Saved entries

-=-=-

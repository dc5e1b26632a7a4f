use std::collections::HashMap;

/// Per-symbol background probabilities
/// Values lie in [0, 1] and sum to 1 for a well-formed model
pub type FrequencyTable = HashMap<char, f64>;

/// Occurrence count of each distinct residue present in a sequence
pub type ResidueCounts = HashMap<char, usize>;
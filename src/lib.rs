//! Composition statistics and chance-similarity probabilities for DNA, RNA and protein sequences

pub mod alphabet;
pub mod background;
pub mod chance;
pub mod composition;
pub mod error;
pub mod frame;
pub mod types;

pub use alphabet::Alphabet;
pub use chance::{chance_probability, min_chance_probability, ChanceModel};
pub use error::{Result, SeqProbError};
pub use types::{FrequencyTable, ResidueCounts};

-=-=-

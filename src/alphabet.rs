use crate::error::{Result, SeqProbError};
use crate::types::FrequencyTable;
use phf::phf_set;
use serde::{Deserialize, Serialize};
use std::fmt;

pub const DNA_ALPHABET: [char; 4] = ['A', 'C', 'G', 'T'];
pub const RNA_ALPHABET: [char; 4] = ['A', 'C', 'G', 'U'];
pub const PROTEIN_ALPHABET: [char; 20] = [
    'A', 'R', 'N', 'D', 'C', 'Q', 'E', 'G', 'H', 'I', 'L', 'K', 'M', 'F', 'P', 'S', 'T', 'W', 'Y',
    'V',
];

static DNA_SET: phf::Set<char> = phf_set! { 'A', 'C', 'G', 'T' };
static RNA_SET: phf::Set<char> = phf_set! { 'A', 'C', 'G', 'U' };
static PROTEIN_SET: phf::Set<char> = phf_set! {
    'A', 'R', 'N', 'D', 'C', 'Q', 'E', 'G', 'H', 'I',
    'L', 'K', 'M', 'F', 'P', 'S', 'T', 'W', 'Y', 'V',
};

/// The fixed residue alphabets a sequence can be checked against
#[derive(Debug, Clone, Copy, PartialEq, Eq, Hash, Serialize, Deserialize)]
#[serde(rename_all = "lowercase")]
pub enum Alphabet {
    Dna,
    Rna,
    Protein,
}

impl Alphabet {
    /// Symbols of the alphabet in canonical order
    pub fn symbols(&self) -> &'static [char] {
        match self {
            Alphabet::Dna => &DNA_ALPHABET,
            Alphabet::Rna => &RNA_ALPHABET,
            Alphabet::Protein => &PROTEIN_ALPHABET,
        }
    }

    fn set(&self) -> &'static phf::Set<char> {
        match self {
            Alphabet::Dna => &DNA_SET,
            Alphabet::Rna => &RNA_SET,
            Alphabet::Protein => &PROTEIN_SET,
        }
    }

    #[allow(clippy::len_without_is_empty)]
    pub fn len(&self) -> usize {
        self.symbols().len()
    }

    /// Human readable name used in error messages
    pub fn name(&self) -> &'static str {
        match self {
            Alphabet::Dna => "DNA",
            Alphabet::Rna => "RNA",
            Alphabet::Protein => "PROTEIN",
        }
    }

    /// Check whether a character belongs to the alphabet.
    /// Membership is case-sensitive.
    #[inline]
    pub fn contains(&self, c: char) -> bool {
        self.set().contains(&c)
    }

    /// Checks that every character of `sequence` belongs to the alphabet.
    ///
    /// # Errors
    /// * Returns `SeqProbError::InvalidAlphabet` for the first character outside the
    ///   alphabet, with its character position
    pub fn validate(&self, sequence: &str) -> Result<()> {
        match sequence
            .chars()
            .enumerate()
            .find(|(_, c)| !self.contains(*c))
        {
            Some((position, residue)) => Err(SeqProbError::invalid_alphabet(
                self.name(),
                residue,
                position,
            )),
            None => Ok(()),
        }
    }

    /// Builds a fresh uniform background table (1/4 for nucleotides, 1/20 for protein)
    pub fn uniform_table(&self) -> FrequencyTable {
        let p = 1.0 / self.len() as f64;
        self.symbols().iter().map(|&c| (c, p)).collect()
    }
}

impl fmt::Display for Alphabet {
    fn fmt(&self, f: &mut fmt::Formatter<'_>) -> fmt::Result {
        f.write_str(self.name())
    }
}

-=-=-

■ **Task objective**: The answer must be every line from the records above that contains the word "HashMap", copied in full.

■ **Solution to this exercise**:
use std::collections::HashMap;
pub type FrequencyTable = HashMap<char, f64>;
pub type ResidueCounts = HashMap<char, usize>;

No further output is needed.